//! Status command implementation.
//!
//! Displays, per target, whether the staged artifact is current and whether
//! an installed copy exists. Nothing is built.

use anyhow::Result;
use owo_colors::{OwoColorize, Stream};

use stagebin_lib::execute::{TargetOutcome, TargetStatus, Verb};
use stagebin_lib::stale::Staleness;

use super::{GlobalOptions, finish, run_verb};
use crate::output::{print_stat, symbols};

pub fn cmd_status(options: &GlobalOptions, targets: &[String]) -> Result<i32> {
  let report = run_verb(options, Verb::Status, targets)?;

  if !options.format.is_json() {
    for target in &report.targets {
      if let Ok(TargetOutcome::Status(status)) = &target.result {
        print_status(&target.name, status);
      }
    }
  }

  finish(options, &report)
}

fn print_status(name: &str, status: &TargetStatus) {
  let marker = match status.staleness {
    Staleness::Fresh => symbols::SUCCESS.if_supports_color(Stream::Stdout, |s| s.green()).to_string(),
    Staleness::Missing => symbols::MINUS.if_supports_color(Stream::Stdout, |s| s.red()).to_string(),
    Staleness::Outdated { .. } => symbols::TILDE.if_supports_color(Stream::Stdout, |s| s.yellow()).to_string(),
  };
  println!("{marker} {name} ({})", status.staleness.label());

  if let Staleness::Outdated { newest } = &status.staleness {
    print_stat("Changed", &newest.display().to_string());
  }
  print_stat("Dependencies", &status.dependencies.to_string());
  print_stat("Staged", &status.staged.display().to_string());
  match &status.installed {
    Some(path) => print_stat("Installed", &path.display().to_string()),
    None => print_stat("Installed", "no"),
  }
}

....

--- Directions for this task ---
Lines of the listing above that contain the word "finish" should all be returned.

--- Completed exercise ---
use super::{GlobalOptions, finish, run_verb};
  finish(options, &report)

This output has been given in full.